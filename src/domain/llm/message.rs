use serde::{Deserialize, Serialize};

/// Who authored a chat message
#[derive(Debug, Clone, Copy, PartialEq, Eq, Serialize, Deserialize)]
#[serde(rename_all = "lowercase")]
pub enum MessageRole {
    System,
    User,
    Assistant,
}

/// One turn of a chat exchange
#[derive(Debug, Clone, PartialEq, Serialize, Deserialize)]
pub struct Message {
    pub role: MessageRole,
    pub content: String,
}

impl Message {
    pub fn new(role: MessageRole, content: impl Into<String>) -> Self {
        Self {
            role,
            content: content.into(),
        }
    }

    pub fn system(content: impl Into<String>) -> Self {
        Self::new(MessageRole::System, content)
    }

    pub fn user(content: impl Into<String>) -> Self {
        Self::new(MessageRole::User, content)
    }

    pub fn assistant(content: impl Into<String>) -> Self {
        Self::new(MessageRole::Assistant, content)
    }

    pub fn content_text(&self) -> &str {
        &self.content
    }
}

════════════════════

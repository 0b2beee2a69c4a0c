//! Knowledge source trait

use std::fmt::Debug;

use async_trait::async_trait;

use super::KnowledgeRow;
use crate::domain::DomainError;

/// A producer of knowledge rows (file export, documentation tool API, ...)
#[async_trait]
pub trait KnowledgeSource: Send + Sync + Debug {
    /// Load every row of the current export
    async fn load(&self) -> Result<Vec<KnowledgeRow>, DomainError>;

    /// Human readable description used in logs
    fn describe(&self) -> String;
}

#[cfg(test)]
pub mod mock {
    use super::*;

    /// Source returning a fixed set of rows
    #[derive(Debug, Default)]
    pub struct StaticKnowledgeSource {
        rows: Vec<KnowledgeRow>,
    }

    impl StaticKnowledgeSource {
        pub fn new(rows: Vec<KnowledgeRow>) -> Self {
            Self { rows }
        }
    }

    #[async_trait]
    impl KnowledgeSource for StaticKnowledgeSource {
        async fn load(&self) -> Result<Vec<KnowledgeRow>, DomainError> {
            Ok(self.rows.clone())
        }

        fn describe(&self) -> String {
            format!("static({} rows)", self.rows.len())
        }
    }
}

════════════════════

> _Activity_
Look back at the entries above. Retype the line with "a chat message", the line with "#[derive(Debug, Clone, PartialEq, Serialize, Deserialize)]", and all lines in between.

> _Answer box_
/// Who authored a chat message
#[derive(Debug, Clone, Copy, PartialEq, Eq, Serialize, Deserialize)]
#[serde(rename_all = "lowercase")]
pub enum MessageRole {
    System,
    User,
    Assistant,
}

/// One turn of a chat exchange
#[derive(Debug, Clone, PartialEq, Serialize, Deserialize)]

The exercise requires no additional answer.